(Collected data entries)
BEGIN

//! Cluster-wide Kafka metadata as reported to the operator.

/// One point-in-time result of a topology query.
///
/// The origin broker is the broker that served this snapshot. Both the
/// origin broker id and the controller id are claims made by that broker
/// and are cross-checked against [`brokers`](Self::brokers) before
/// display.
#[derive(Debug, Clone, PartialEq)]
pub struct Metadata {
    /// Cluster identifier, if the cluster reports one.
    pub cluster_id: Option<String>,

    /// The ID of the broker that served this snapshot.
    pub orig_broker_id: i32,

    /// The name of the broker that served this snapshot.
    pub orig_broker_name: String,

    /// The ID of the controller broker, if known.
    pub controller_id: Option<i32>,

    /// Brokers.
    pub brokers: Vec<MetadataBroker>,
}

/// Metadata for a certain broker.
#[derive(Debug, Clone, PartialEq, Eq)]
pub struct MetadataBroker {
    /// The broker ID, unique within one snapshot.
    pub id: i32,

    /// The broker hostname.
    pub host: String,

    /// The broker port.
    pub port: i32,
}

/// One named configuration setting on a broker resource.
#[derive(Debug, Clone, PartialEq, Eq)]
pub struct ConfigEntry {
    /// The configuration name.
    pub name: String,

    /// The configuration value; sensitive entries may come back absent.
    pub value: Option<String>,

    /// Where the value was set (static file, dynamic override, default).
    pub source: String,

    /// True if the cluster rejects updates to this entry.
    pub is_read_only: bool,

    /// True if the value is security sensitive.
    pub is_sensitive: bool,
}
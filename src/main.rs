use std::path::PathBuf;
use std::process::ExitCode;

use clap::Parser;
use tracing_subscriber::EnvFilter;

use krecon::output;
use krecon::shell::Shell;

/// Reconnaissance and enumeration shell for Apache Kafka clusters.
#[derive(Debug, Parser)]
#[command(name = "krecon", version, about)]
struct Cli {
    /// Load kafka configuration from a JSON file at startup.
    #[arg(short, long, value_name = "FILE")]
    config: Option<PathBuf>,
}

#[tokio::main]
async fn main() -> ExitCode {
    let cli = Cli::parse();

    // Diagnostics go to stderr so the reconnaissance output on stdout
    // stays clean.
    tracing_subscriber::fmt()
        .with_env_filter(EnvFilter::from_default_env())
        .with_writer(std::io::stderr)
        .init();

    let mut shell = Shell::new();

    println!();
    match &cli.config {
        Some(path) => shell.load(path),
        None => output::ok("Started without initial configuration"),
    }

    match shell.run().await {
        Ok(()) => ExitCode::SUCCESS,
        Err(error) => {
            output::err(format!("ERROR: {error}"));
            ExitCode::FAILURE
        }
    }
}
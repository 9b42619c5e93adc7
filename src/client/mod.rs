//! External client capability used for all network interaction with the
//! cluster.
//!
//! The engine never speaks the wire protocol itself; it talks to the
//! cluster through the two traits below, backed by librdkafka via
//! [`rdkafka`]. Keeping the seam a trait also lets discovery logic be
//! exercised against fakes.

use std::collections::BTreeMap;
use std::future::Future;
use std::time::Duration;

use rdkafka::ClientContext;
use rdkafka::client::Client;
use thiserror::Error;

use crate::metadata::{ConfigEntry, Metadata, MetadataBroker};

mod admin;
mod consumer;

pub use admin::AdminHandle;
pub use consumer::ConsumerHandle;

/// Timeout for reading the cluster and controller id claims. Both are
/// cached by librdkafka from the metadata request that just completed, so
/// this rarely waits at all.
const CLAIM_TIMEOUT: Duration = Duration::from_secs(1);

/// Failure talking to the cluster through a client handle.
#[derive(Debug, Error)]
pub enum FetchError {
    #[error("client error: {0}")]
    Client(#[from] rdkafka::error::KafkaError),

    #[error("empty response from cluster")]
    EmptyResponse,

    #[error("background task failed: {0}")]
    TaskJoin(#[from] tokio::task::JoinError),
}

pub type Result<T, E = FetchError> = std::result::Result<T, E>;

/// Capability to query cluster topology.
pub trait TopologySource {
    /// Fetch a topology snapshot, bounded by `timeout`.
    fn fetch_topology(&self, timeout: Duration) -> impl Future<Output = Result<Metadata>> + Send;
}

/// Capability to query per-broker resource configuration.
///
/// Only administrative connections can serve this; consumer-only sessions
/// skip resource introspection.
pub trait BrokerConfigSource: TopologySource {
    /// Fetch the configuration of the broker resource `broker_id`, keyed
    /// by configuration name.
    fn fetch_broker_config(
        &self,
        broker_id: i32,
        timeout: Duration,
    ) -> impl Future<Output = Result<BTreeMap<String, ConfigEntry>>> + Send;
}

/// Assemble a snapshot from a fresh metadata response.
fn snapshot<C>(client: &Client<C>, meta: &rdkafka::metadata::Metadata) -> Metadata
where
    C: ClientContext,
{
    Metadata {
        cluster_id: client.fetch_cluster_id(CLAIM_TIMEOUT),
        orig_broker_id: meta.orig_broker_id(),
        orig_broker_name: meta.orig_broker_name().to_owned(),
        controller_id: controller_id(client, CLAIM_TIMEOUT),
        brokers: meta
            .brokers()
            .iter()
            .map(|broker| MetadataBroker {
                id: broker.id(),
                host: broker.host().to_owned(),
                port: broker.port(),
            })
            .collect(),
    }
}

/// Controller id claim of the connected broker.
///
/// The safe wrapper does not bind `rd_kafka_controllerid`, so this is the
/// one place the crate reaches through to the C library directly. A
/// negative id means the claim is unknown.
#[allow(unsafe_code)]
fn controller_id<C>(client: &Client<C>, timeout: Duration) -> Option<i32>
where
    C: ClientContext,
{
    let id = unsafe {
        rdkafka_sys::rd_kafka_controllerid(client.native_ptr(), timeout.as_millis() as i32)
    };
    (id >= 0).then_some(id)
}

END
BEGIN

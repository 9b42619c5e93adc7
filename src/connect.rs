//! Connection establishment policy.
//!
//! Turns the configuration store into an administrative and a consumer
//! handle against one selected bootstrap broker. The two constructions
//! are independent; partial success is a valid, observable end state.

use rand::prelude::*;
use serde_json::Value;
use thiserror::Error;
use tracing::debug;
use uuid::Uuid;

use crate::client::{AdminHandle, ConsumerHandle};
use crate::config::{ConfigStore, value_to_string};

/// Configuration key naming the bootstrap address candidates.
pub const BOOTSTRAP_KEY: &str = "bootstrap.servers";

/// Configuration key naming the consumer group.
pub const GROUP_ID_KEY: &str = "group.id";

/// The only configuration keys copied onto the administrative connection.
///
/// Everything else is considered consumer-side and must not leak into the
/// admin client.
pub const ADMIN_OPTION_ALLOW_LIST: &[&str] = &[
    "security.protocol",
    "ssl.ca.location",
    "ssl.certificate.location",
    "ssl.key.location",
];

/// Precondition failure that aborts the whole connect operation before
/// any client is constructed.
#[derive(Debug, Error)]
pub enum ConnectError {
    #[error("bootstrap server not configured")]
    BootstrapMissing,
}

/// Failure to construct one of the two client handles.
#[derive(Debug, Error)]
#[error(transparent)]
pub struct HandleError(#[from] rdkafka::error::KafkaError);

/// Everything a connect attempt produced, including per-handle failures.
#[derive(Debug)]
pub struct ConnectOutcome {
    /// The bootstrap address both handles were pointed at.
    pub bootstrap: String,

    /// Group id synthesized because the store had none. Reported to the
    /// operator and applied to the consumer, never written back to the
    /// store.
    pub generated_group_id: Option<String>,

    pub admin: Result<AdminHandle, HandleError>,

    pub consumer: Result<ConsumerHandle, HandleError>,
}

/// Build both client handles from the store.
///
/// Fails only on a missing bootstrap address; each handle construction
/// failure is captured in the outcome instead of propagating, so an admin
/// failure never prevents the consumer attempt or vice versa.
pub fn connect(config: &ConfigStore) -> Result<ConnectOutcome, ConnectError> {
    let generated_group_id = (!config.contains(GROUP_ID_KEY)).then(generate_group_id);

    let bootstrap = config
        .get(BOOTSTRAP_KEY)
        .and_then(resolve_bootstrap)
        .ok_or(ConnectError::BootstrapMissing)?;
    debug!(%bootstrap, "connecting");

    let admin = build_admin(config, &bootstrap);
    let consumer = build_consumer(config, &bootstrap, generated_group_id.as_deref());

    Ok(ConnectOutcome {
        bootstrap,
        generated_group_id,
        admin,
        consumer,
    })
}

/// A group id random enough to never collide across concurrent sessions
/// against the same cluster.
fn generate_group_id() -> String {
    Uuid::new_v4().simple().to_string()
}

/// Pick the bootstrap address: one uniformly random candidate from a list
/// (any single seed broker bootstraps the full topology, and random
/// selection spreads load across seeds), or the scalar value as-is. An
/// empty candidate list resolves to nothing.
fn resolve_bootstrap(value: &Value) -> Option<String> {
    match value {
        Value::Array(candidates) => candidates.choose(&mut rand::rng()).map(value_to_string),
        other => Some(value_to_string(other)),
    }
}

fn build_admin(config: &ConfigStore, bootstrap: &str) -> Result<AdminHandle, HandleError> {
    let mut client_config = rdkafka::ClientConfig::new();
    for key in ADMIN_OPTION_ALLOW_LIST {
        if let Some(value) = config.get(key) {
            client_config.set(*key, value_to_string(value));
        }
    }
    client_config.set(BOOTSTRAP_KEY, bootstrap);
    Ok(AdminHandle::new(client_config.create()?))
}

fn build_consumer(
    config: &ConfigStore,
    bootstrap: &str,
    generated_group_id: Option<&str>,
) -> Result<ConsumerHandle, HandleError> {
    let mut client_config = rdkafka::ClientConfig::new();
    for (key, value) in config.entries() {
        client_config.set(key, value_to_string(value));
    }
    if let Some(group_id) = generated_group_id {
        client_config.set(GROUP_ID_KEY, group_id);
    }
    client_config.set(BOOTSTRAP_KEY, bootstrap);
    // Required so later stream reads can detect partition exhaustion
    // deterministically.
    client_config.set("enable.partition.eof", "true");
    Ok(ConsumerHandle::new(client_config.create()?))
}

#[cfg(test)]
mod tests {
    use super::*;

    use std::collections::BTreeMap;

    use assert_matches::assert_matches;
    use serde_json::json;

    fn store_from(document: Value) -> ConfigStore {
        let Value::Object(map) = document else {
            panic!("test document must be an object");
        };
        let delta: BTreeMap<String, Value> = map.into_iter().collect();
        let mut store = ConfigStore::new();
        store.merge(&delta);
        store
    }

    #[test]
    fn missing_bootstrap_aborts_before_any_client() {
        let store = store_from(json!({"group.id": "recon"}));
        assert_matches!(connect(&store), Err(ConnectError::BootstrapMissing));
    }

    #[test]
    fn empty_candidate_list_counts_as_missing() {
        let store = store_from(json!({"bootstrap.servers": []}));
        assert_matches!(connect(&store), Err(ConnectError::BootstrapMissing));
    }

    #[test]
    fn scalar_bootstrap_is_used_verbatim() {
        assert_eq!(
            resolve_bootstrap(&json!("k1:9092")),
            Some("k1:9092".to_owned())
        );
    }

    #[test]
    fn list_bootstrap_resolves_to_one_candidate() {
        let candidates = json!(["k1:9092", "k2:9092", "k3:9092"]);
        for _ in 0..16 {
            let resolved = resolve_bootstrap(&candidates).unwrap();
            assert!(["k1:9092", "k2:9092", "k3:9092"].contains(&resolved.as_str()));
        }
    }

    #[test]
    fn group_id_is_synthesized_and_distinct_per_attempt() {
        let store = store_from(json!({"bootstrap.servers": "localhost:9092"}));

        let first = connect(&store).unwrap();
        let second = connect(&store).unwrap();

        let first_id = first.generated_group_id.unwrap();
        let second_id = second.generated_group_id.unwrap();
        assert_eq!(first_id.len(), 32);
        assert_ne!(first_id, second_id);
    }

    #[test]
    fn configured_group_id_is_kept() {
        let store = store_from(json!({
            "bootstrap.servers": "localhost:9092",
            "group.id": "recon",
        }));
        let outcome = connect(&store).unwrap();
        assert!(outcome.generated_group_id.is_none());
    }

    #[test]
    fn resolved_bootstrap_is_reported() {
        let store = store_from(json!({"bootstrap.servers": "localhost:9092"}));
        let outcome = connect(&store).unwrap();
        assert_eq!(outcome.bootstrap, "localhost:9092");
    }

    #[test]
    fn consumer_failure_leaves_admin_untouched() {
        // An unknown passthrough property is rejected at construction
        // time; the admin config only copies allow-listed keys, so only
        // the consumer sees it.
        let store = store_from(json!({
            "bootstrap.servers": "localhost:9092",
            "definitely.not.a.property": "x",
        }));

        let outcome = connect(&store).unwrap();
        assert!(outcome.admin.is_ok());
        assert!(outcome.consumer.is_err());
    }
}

END

§ DIRECTIONS FOR THIS TASK
Report all lines of the data that include the word "BootstrapMissing".

§ RESPONSE TO THIS EXERCISE
    BootstrapMissing,
        .ok_or(ConnectError::BootstrapMissing)?;
        assert_matches!(connect(&store), Err(ConnectError::BootstrapMissing));
        assert_matches!(connect(&store), Err(ConnectError::BootstrapMissing));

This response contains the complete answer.